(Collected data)
<<<<

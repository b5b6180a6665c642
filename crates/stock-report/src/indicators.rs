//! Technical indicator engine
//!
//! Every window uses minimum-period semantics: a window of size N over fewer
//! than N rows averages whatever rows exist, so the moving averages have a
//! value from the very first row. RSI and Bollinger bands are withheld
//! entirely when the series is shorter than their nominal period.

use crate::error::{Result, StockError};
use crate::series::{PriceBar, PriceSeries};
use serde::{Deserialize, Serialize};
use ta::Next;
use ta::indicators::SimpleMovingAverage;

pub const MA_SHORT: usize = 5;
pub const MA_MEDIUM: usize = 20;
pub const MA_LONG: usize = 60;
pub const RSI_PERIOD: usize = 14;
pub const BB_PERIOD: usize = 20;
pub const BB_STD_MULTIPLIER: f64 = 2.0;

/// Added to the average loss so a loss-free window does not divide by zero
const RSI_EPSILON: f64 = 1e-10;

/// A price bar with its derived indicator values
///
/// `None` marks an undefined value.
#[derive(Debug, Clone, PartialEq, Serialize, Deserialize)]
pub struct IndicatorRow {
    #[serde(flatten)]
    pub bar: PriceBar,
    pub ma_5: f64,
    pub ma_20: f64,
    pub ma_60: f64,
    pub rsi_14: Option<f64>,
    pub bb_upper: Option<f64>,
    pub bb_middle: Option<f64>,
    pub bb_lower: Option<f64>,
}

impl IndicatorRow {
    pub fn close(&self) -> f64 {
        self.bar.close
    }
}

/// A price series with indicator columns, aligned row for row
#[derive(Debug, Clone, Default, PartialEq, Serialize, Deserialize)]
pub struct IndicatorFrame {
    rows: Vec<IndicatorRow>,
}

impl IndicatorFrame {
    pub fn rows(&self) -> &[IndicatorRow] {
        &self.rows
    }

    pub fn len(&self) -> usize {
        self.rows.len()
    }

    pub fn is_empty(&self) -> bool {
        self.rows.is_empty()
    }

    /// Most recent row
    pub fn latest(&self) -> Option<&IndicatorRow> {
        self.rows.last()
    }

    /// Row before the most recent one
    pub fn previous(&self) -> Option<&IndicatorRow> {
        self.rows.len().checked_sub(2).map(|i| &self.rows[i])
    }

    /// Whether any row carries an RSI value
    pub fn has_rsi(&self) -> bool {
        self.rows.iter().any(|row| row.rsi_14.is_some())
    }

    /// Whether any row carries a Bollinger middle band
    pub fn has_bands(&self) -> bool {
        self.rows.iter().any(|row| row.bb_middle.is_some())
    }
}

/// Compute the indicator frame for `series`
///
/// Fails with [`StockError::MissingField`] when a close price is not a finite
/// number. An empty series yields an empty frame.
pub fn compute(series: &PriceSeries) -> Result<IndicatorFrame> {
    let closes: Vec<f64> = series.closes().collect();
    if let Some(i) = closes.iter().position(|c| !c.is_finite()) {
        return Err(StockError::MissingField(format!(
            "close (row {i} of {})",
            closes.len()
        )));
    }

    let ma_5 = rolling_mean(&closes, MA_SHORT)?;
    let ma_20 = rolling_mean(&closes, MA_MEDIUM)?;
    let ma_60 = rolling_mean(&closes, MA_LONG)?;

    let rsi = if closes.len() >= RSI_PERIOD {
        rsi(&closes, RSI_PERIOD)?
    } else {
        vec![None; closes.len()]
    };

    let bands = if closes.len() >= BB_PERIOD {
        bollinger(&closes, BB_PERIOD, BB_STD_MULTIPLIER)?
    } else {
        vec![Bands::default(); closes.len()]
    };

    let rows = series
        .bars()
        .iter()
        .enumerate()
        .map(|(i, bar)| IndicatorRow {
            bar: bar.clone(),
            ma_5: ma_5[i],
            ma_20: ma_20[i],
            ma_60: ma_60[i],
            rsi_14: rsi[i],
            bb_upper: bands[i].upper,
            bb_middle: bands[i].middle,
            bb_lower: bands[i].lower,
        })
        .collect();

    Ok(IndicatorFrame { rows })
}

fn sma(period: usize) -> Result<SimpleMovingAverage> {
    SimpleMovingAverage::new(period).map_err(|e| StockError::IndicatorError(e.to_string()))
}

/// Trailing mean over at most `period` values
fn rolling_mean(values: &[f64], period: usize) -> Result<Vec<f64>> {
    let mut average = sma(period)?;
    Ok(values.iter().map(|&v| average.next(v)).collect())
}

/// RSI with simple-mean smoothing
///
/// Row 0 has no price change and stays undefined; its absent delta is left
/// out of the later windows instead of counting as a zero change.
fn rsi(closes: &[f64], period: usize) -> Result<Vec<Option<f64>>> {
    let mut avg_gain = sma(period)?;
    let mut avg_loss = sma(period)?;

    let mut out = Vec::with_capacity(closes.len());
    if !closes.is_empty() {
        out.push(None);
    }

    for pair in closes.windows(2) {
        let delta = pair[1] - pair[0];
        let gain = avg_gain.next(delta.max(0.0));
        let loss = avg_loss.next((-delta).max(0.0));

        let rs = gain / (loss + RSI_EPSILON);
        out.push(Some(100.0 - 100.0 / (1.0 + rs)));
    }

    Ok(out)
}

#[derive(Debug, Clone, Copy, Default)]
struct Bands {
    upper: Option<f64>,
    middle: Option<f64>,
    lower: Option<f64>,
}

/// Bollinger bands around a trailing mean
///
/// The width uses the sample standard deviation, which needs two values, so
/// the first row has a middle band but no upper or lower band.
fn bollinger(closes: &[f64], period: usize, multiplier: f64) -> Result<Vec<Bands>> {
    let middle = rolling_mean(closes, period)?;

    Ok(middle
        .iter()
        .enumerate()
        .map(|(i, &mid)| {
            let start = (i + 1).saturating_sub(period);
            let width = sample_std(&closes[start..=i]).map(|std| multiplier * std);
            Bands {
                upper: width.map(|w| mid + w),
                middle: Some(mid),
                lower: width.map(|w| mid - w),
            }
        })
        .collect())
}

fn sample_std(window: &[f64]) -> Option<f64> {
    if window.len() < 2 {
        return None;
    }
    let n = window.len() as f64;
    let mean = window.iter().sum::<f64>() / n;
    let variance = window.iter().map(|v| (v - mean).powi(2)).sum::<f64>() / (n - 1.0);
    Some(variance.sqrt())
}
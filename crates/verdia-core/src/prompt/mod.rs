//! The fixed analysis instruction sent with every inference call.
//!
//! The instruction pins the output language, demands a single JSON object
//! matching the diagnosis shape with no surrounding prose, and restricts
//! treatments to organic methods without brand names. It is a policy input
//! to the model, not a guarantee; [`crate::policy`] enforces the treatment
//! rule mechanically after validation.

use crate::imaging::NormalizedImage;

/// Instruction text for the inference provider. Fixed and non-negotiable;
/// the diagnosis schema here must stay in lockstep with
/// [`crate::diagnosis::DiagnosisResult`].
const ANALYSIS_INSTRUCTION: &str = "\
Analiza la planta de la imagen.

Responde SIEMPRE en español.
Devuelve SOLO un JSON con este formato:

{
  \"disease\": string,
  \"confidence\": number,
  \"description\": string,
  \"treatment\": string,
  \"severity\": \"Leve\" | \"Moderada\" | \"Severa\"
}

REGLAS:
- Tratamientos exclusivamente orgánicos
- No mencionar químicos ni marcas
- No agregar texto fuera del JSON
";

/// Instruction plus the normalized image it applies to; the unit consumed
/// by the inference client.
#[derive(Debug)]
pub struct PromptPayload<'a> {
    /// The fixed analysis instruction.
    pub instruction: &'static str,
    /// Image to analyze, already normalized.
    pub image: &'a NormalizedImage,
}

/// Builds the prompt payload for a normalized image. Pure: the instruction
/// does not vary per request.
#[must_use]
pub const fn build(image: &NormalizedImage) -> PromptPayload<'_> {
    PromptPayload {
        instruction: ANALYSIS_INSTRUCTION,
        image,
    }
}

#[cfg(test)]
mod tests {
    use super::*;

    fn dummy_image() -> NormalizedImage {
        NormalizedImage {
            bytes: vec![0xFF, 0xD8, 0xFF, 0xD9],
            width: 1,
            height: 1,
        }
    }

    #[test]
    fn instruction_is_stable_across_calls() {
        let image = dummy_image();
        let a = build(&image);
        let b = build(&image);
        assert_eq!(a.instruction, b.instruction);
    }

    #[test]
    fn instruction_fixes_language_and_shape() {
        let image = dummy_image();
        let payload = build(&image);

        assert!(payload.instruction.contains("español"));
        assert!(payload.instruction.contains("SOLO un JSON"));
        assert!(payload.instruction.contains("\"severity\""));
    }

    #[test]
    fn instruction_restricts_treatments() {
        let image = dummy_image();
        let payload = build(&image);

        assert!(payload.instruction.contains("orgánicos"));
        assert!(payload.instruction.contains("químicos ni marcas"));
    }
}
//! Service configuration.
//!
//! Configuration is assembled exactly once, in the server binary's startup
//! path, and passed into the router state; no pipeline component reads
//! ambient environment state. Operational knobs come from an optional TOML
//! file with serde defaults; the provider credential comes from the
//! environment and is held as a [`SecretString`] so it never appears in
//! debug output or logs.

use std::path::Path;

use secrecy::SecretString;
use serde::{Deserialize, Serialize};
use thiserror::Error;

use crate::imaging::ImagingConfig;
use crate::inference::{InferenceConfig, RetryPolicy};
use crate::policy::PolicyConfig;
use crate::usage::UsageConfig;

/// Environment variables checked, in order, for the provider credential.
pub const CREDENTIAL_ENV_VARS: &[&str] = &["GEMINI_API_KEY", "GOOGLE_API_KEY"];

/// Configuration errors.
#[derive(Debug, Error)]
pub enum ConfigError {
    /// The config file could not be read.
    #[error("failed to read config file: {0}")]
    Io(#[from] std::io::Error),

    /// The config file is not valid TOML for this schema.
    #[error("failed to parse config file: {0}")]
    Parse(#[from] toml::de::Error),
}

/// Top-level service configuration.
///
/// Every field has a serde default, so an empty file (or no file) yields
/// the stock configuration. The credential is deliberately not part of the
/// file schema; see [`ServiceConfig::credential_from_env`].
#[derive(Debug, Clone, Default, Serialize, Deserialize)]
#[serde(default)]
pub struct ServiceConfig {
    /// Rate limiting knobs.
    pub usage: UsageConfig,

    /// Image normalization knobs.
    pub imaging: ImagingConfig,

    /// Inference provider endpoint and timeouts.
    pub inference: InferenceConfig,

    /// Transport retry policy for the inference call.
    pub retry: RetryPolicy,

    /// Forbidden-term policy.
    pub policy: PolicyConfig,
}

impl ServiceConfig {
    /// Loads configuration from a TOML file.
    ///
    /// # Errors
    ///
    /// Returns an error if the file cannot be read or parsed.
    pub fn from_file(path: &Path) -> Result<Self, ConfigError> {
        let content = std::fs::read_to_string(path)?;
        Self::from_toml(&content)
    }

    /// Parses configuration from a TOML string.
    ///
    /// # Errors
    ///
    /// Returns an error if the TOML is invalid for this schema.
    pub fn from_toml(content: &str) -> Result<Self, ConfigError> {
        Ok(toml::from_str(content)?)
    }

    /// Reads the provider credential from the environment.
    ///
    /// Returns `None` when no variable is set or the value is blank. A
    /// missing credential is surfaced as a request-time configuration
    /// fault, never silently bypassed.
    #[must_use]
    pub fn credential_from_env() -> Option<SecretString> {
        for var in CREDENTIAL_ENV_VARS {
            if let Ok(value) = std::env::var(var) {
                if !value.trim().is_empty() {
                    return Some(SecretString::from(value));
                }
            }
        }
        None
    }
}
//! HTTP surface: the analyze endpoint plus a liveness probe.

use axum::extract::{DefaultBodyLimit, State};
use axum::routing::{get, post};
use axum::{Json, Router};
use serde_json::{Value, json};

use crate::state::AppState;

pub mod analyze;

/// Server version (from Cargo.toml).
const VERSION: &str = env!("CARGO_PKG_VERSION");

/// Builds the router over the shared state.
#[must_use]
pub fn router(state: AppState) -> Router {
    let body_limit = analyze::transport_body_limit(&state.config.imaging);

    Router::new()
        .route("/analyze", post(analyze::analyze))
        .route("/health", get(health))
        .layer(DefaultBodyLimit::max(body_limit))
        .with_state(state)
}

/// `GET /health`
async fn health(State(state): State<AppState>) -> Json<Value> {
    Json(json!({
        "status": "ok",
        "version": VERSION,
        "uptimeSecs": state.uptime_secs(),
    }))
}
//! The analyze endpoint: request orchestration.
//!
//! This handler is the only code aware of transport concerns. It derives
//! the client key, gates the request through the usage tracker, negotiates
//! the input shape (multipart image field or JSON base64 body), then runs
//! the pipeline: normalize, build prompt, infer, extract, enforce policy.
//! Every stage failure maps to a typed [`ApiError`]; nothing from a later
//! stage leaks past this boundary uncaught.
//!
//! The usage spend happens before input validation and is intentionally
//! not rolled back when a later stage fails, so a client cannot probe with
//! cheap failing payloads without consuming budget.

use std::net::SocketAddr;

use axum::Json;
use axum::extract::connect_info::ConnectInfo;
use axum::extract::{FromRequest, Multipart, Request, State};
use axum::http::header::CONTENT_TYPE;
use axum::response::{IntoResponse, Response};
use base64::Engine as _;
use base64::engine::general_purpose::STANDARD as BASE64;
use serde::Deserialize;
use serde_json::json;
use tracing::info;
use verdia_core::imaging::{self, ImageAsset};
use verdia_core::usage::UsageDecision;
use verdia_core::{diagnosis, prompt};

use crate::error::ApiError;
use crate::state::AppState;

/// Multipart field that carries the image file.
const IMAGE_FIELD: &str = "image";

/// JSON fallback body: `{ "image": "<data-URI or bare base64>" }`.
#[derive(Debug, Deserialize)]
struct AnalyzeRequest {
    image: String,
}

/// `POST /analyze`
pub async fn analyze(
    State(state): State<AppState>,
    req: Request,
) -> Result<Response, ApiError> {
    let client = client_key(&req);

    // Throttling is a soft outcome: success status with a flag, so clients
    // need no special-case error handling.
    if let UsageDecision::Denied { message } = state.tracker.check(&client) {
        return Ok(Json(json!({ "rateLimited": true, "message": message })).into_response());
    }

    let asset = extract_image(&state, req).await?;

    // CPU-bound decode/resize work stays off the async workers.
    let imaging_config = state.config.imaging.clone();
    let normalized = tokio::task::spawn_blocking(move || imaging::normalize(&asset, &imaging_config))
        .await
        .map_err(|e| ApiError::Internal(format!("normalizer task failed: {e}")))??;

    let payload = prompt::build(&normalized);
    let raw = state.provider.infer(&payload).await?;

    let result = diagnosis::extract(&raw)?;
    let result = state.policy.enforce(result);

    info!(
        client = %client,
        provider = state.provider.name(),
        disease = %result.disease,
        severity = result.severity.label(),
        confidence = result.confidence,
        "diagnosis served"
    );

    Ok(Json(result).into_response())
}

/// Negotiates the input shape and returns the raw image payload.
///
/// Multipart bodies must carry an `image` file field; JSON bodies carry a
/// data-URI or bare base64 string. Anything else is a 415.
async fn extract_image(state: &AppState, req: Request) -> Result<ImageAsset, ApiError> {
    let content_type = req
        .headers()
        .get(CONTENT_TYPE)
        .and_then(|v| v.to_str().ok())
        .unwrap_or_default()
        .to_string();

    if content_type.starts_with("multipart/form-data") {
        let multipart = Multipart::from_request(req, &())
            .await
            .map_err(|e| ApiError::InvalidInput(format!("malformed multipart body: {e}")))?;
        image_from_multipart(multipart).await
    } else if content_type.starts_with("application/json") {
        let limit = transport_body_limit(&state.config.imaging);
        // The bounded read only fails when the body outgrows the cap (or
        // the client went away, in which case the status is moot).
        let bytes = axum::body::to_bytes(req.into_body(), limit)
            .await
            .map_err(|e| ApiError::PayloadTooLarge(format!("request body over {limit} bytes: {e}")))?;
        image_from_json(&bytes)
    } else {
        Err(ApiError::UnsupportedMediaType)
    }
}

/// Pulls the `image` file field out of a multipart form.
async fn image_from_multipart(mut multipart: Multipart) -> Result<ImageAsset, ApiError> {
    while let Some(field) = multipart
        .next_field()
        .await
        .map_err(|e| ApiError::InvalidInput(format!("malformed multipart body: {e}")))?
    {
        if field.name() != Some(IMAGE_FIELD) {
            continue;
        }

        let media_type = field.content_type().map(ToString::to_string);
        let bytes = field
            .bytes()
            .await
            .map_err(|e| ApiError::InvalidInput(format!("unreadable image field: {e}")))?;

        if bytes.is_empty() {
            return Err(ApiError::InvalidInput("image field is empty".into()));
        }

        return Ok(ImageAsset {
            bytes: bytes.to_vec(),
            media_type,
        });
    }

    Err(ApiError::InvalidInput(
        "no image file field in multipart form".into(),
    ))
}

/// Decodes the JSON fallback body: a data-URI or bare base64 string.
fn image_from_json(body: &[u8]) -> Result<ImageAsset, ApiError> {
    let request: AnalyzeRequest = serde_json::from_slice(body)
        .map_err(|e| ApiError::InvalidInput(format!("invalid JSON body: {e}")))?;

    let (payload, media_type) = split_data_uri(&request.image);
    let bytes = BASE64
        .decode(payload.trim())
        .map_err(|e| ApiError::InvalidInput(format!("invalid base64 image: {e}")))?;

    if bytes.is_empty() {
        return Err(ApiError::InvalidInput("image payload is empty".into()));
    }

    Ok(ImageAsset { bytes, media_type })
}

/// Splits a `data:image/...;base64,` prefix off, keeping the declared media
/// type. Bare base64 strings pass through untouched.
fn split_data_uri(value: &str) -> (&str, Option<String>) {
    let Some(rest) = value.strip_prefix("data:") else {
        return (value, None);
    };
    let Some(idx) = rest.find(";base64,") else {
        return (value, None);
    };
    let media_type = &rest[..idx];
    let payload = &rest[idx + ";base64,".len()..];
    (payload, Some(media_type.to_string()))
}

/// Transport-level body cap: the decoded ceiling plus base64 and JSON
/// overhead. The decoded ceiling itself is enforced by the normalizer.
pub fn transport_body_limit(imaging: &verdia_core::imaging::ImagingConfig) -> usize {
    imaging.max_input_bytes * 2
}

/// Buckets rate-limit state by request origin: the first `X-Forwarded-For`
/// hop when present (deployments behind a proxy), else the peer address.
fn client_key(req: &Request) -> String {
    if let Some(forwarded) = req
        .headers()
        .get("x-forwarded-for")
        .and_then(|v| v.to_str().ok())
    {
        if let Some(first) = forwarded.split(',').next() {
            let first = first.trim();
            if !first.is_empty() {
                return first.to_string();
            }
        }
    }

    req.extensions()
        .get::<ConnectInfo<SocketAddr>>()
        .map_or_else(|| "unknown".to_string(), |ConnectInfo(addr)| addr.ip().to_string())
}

>>>>

*Your assignment*. If a line above holds the word "carries", copy it.

*Task answer*.
    /// Whether any row carries an RSI value
    /// Whether any row carries a Bollinger middle band
/// Multipart field that carries the image file.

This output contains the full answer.